If you don’t understand the relationship between Eurovision and the real music scene in the UK it would be easy to lament the great disconnect between the diverse creativity in communities nationwide and what ends up in our three-minute showcase each May. In Iceland too, you look at the originality and cool of artists like Björk or Sigur Ros and wonder just how you draw a creative line between that and the blandness trotted out for the past few years; blandness that reached a new nadir with the misfiring sweetness of Ari Ólafsson.

It is, then, quite an astonishing volte face that has seen Hatari climb up among the favourites to take the 2019 crown.

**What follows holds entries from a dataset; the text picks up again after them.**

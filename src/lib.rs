#![doc = include_str!("../README.md")]
//!
//! ---
//!
//! # Code Reference
//!
//! ## How the Pieces Fit
//!
//! ```text
//! ┌──────────────────────────────────────────────────────────────────────┐
//! │                           ActiveCache<K, V>                          │
//! │                                                                      │
//! │   insert / remove / retain        select(key)                        │
//! │            │                          │                              │
//! │            ▼                          ▼  age = clock.tick()          │
//! │   ┌──────────────────┐   find_nearest (exact → pred → succ)          │
//! │   │  Full item set   │──────────────┐                                │
//! │   │ OrderedMap<K, V> │              │                                │
//! │   └──────────────────┘              ▼                                │
//! │            │ update       bounded_insert(limit, age, k, v)           │
//! │            ▼                          │  evicts min (age, key)       │
//! │   ┌───────────────────────────────────▼──────┐                       │
//! │   │ Materialized subset  ActiveMap<K, V>      │── active() / render  │
//! │   │ K → (Age, V), at most `limit` entries     │                      │
//! │   └───────────────────────────────────────────┘                      │
//! └──────────────────────────────────────────────────────────────────────┘
//! ```
//!
//! ## Selection-Driven Eviction
//!
//! ```rust
//! use active_cache::ActiveCache;
//! use core::num::NonZeroUsize;
//!
//! let mut cache = ActiveCache::new(NonZeroUsize::new(2));
//! cache.insert_batch([(1, "a"), (2, "b"), (3, "c")]);
//!
//! cache.select(&1);
//! cache.select(&2);
//! cache.select(&3);   // 1 was selected longest ago and is evicted
//!
//! let live: Vec<_> = cache.active().map(|(k, _)| *k).collect();
//! assert_eq!(live, vec![2, 3]);
//! ```
//!
//! ## Nearest-Key Fallback
//!
//! ```rust
//! use active_cache::ActiveCache;
//! use active_cache::nearest::MatchKind;
//!
//! let mut cache = ActiveCache::new(None);
//! cache.insert_batch([(1, "a"), (9, "b")]);
//!
//! let hit = cache.select(&5).unwrap();
//! assert_eq!((hit.key, hit.kind), (1, MatchKind::Predecessor));
//!
//! let hit = cache.select(&0).unwrap();
//! assert_eq!((hit.key, hit.kind), (1, MatchKind::Successor));
//! ```
//!
//! ## Initial Population
//!
//! ```rust
//! use active_cache::config::ActiveCacheConfig;
//! use active_cache::ActiveCache;
//! use core::num::NonZeroUsize;
//!
//! let config = ActiveCacheConfig::bounded(NonZeroUsize::new(2).unwrap());
//! let cache = ActiveCache::init(config, [(30, "c"), (10, "a"), (20, "b")]);
//!
//! // The smallest keys are materialized first
//! assert_eq!(cache.to_active_map().into_keys().collect::<Vec<_>>(), vec![10, 20]);
//! ```
//!
//! ## Modules
//!
//! - [`age`]: Logical clock used to tag materialized entries
//! - [`ordered`]: Key-ordered map with predecessor/successor queries
//! - [`nearest`]: Exact-then-predecessor-then-successor key resolution
//! - [`bounded`]: Materialized subset, truncation and bounded insertion
//! - [`cache`]: The selection-driven [`ActiveCache`]
//! - [`current`]: Single-result wrapper over an [`ActiveCache`]
//! - [`event`]: Event enum for driving a cache from one stream
//! - [`config`]: Cache configuration
//! - [`error`]: Configuration errors
//! - [`metrics`]: Metrics collection

#![no_std]

extern crate alloc;

#[cfg(test)]
#[macro_use]
extern crate std;

/// Logical age clock.
///
/// Provides the `Age` tag and the monotonic `AgeCounter` that issues it.
pub mod age;

/// Key-ordered associative container.
pub mod ordered;

/// Nearest-key resolution over an ordered map.
pub mod nearest;

/// Materialized entry type.
pub mod entry;

/// Bounded materialized subset and its eviction policy.
///
/// Provides `truncate_to_limit` for initial population and `bounded_insert`
/// for age-aware insertion with eviction.
pub mod bounded;

/// Selection-driven active cache.
pub mod cache;

/// Single-result convenience wrapper.
pub mod current;

/// Inbound event stream support.
pub mod event;

/// Cache configuration structures.
pub mod config;

/// Configuration errors.
pub mod error;

/// Cache metrics system.
///
/// Provides `BTreeMap`-based metrics reporting with deterministic key order.
pub mod metrics;

pub use age::{Age, AgeCounter};
pub use bounded::{bounded_insert, truncate_to_limit, ActiveMap};
pub use cache::{ActiveCache, Selected};
pub use config::ActiveCacheConfig;
pub use current::{CurrentResult, ResultSource, Served};
pub use entry::ActiveEntry;
pub use error::ConfigError;
pub use event::{Applied, Event};
pub use nearest::{find_nearest, MatchKind, Nearest};
pub use ordered::OrderedMap;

You know momentum is swinging your way when a load of fanboys couldn’t give a stuff for the return of Hera Björk, ditching her to get their knickers wet for a techno punk band spinning us a nihilistic fable warning against capitalism, greed and banality.

The rush to embrace screaming, gruff vocals, emanating from some young whippersnappers clad in BDSM garb, and being yelled over the kind of dark, pulsating beats you’d find as the soundtrack to sex clubs the world over is nothing short of miraculous when you think about the guff we were being fed last year.

Add in a superbly played PR strategy stretching from a spoof uber-cool brand sponsorship (of an anti-capitalist song) to challenging Israeli PM Netanyahu to a trouser-wrestling match and you have all the priceless pre-publicity of the Dana International, Lordi, Conchita, Jamala and Netta levels: EVERYBODY’S talking about Hatari. They’ve been embraced by strictly-schlager fanboys, Icelandic schoolchildren, and everyone who’s been clamouring for something THIS MUCH subversively fun in the Contest.

Despite the obvious nods to it all being akin to an undergraduate art school project, and the confirmation that most of the band have an arts-based education, there are still some people who think Hatari are your actual harbingers of left-wing extremist doom.

Oh, how we LOL’ed!

It would make my Eurovision if, in the early hours of May 19, it’s Hatari who are having the last laugh. Although whatever their final reckoning, you expect they’re going to enjoy every minute of the journey.

Monty’s score: Douze Points!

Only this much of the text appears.